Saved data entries
◆ ◆ ◆ ◆ ◆
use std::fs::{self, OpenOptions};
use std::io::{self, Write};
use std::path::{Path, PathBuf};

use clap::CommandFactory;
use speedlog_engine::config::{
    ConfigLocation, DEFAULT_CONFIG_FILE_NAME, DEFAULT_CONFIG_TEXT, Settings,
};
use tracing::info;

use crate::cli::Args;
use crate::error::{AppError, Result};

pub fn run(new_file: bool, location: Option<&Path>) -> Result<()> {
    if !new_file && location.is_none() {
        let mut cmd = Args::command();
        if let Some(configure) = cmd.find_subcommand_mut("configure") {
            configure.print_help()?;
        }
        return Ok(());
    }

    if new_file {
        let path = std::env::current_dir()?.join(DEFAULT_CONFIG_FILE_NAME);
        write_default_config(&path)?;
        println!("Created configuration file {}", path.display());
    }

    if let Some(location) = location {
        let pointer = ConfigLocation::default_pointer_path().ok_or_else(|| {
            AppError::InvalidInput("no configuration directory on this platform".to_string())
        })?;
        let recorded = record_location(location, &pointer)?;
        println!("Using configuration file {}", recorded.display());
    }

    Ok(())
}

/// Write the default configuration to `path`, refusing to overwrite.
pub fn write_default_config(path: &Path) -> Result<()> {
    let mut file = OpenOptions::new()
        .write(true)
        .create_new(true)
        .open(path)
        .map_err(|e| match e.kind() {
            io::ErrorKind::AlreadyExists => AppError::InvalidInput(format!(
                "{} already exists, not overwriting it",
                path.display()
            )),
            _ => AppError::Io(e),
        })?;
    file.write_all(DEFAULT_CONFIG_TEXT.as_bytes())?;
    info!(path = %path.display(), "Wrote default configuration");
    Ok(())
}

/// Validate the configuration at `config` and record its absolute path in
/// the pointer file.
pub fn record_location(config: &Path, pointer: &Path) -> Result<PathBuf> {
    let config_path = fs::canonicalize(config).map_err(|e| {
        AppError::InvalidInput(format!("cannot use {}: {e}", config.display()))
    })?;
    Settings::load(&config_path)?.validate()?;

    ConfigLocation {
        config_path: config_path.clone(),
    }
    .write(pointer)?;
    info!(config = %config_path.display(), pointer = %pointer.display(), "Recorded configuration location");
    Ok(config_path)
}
◆ ◆ ◆ ◆ ◆
**WHAT THE EXERCISE ASKS**
For the data above, state how many lines contain "self"; the number is the whole answer.

**OUTPUT BELOW**
2